Predictive and prognostic roles of BRAF mutation in patients with metastatic colorectal cancer treated with anti‐epidermal growth factor receptor monoclonal antibodies: A meta‐analysis

Abstract

This study aimed to evaluate the predictive and prognostic roles of BRAF mutation in patients with metastatic colorectal cancer (mCRC) treated with anti-epidermal growth factor receptor (EGFR) monoclonal antibodies (MoAbs). Computer searches of the literature on BRAF mutation in mCRC patients were performed.
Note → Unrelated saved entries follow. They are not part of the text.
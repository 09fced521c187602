//! Geometry primitives: fractional layout boxes, text auto-grow, and diamond
//! (rotated square) construction.
//!
//! Layout coordinates stay fractional (in `[0, 1]`, relative to frame width or
//! height) until the moment they are resolved against a concrete frame size,
//! so one geometry table serves every input resolution.

use crate::assets::GlyphFont;

/// A box in fractional coordinates.
///
/// `x1`/`y1` equal to the sentinel `1.0` select mirrored-margin addressing on
/// that axis: the start offset is treated as a margin from *both* edges. A box
/// that genuinely ends at the frame edge cannot be expressed explicitly; this
/// ambiguity is part of the layout-table contract and the tables avoid exact
/// 1.0 end coordinates where they mean "explicit".
#[derive(Debug, Clone, Copy, PartialEq)]
pub struct FracBox {
    pub x0: f64,
    pub y0: f64,
    pub x1: f64,
    pub y1: f64,
}

impl FracBox {
    pub const fn new(x0: f64, y0: f64, x1: f64, y1: f64) -> Self {
        Self { x0, y0, x1, y1 }
    }

    /// Mirrored margins on both axes.
    pub const fn margins(x0: f64, y0: f64) -> Self {
        Self { x0, y0, x1: 1.0, y1: 1.0 }
    }

    /// Resolve to pixel coordinates against a concrete frame size.
    ///
    /// Each axis independently: a sentinel end (`1.0`) mirrors the start
    /// offset as a margin from the opposite edge, a non-sentinel end is
    /// explicit. This yields the three addressing modes the layout tables
    /// use (fully mirrored, fully explicit, horizontally centered with an
    /// explicit vertical extent).
    pub fn resolve(&self, frame_w: u32, frame_h: u32) -> PixelBox {
        let w = frame_w as f64;
        let h = frame_h as f64;

        let x0 = self.x0 * w;
        let y0 = self.y0 * h;
        let x1 = if self.x1 == 1.0 { w - x0 } else { self.x1 * w };
        let y1 = if self.y1 == 1.0 { h - y0 } else { self.y1 * h };

        PixelBox {
            x0: x0.round() as i32,
            y0: y0.round() as i32,
            x1: x1.round() as i32,
            y1: y1.round() as i32,
        }
    }

    /// Shift both x coordinates by a fraction of the frame width, leaving y
    /// untouched. Used by the `center` layout variant. Sentinel ends stay
    /// sentinel (the mirrored margin shifts through `x0`).
    pub fn shift_x(&self, dx: f64) -> Self {
        Self {
            x0: self.x0 + dx,
            y0: self.y0,
            x1: if self.x1 == 1.0 { 1.0 } else { self.x1 + dx },
            y1: self.y1,
        }
    }
}

/// A box in absolute pixel coordinates, `(x0, y0)` top-left inclusive,
/// `(x1, y1)` bottom-right exclusive.
#[derive(Debug, Clone, Copy, PartialEq, Eq)]
pub struct PixelBox {
    pub x0: i32,
    pub y0: i32,
    pub x1: i32,
    pub y1: i32,
}

impl PixelBox {
    pub const fn new(x0: i32, y0: i32, x1: i32, y1: i32) -> Self {
        Self { x0, y0, x1, y1 }
    }

    pub fn width(&self) -> i32 {
        self.x1 - self.x0
    }

    pub fn height(&self) -> i32 {
        self.y1 - self.y0
    }

    pub fn center(&self) -> (i32, i32) {
        ((self.x0 + self.x1) / 2, (self.y0 + self.y1) / 2)
    }

    /// Split into top and bottom halves. Used for two-color jersey stripes.
    pub fn split_top_bottom(&self) -> (PixelBox, PixelBox) {
        let mid = (self.y0 + self.y1) / 2;
        (
            PixelBox::new(self.x0, self.y0, self.x1, mid),
            PixelBox::new(self.x0, mid, self.x1, self.y1),
        )
    }
}

/// Which way a text container is allowed to expand.
#[derive(Debug, Clone, Copy, PartialEq, Eq)]
pub enum GrowDirection {
    /// Expand equally on both sides of the current center.
    Symmetric,
    /// Expand only the left edge outward.
    Left,
    /// Expand only the right edge outward.
    Right,
}

/// Expand a box horizontally until it can hold the widest of `texts`.
///
/// The font pixel size is derived from the box height and `font_scale`
/// (scale 1.0 means the glyph run is as tall as the box, see
/// [`crate::draw::TEXT_UNIT_PX`] for the unit). Exactly two candidate strings
/// are treated as a label pair sharing the container left/right of its
/// center, so each side grows by the full widest-label width. The result is
/// never narrower than the input.
pub fn grow_box_for_text(
    boxed: PixelBox,
    texts: &[&str],
    font_scale: f32,
    direction: GrowDirection,
    font: &dyn GlyphFont,
) -> PixelBox {
    let px = boxed.height() as f32 * font_scale;
    let widest = texts
        .iter()
        .map(|t| font.measure_width(t, px))
        .fold(0.0f32, f32::max)
        .ceil() as i32;

    let mut grown = boxed;
    match direction {
        GrowDirection::Symmetric if texts.len() == 2 => {
            grown.x0 -= widest;
            grown.x1 += widest;
        }
        GrowDirection::Symmetric => {
            let extra = ((widest - boxed.width()) / 2).max(0);
            grown.x0 -= extra;
            grown.x1 += extra;
        }
        GrowDirection::Left => {
            grown.x0 -= (widest - boxed.width()).max(0);
        }
        GrowDirection::Right => {
            grown.x1 += (widest - boxed.width()).max(0);
        }
    }
    grown
}

/// Vertices of a square rotated 45° (a rhombus with axis-aligned diagonals),
/// in N, E, S, W order, plus its bounding box.
pub fn diamond_vertices(cx: i32, cy: i32, half_diagonal: i32) -> ([(i32, i32); 4], PixelBox) {
    let l = half_diagonal;
    let vertices = [(cx, cy - l), (cx + l, cy), (cx, cy + l), (cx - l, cy)];
    let bbox = PixelBox::new(cx - l, cy - l, cx + l, cy + l);
    (vertices, bbox)
}

#[cfg(test)]
mod tests {
    use super::*;
    use crate::assets::test_support::FixedAdvanceFont;

    #[test]
    fn test_resolve_mirrored_margins() {
        for (w, h) in [(1920u32, 1080u32), (1080, 1920), (640, 640), (7, 13)] {
            let b = FracBox::margins(0.1, 0.1).resolve(w, h);
            assert_eq!(b.x0, (0.1 * w as f64).round() as i32);
            assert_eq!(b.x1, (w as f64 - 0.1 * w as f64).round() as i32);
            assert_eq!(b.y1, (h as f64 - 0.1 * h as f64).round() as i32);
        }
    }

    #[test]
    fn test_resolve_explicit() {
        let b = FracBox::new(0.25, 0.5, 0.75, 0.9).resolve(400, 200);
        assert_eq!(b, PixelBox::new(100, 100, 300, 180));
    }

    #[test]
    fn test_resolve_horizontally_centered_vertical_explicit() {
        let b = FracBox::new(0.05, 0.8, 1.0, 0.95).resolve(1000, 1000);
        assert_eq!(b, PixelBox::new(50, 800, 950, 950));
    }

    #[test]
    fn test_shift_x_leaves_y_untouched() {
        let shifted = FracBox::new(0.1, 0.2, 0.3, 0.4).shift_x(0.332);
        assert!((shifted.x0 - 0.432).abs() < 1e-12);
        assert!((shifted.x1 - 0.632).abs() < 1e-12);
        assert_eq!(shifted.y0, 0.2);
        assert_eq!(shifted.y1, 0.4);
    }

    #[test]
    fn test_grow_never_shrinks() {
        let font = FixedAdvanceFont::default();
        let original = PixelBox::new(100, 100, 140, 122);
        for texts in [
            vec![""],
            vec!["A"],
            vec!["FC AVONDALE UNITED"],
            vec!["HOME", "VISITORS FOOTBALL CLUB"],
            vec!["a", "bb", "ccc"],
        ] {
            for dir in [GrowDirection::Symmetric, GrowDirection::Left, GrowDirection::Right] {
                let grown = grow_box_for_text(original, &texts, 0.8, dir, &font);
                assert!(grown.width() >= original.width(), "{:?} {:?}", texts, dir);
                assert_eq!(grown.height(), original.height());
            }
        }
    }

    #[test]
    fn test_grow_pair_expands_both_sides_fully() {
        let font = FixedAdvanceFont::default();
        let original = PixelBox::new(100, 100, 120, 120);
        let grown =
            grow_box_for_text(original, &["AB", "CDEF"], 1.0, GrowDirection::Symmetric, &font);
        let widest = font.measure_width("CDEF", 20.0).ceil() as i32;
        assert_eq!(grown.x0, original.x0 - widest);
        assert_eq!(grown.x1, original.x1 + widest);
    }

    #[test]
    fn test_grow_one_sided() {
        let font = FixedAdvanceFont::default();
        let original = PixelBox::new(100, 100, 110, 120);
        let grown = grow_box_for_text(original, &["WIDE TEXT"], 1.0, GrowDirection::Left, &font);
        assert_eq!(grown.x1, original.x1);
        assert!(grown.x0 < original.x0);
    }

    #[test]
    fn test_diamond_bounding_box_is_square() {
        for (cx, cy, l) in [(0, 0, 1), (100, 50, 30), (-7, 12, 5)] {
            let (vertices, bbox) = diamond_vertices(cx, cy, l);
            assert_eq!(bbox.width(), 2 * l);
            assert_eq!(bbox.height(), 2 * l);
            assert_eq!(vertices[0], (cx, cy - l));
            assert_eq!(vertices[2], (cx, cy + l));
            assert_eq!(vertices[1].0 - vertices[3].0, 2 * l);
        }
    }
}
Studies with objective response rate (ORR) to anti-EGFR MoAbs and/or overall survival (OS) and progression-free survival (PFS) with different BRAF gene expression in mCRC patients were eligible. A total of 19 studies including 2875 patients was enrolled in the meta-analysis. BRAF mutation was detected in 246 patients. The ORR was 18.4% (40/217) in mutant BRAF group and 41.7% (831/1993) in the wild-type BRAF group. The overall risk ratio (RR) for the ORR of BRAF mutation patients compared with wild-type BRAF patients was 0.58 (95% confidence intervals [CI] 0.35-0.94, P = 0.027). The median PFS of patients with BRAF mutation was significantly shorter than that of patients with wild-type BRAF (hazard ratio [HR] 2.98, 95% CI 2.07-4.27, P < 0.001) and the median OS of patients with BRAF mutation was also significantly shorter than that of those with wild-type BRAF (HR 2.85, 95% CI 2.31-3.52, P < 0.001). BRAF mutation is associated with poor response to anti-EGFR MoAbs and it is an adverse prognostic biomarker of the survival of patients with mCRC.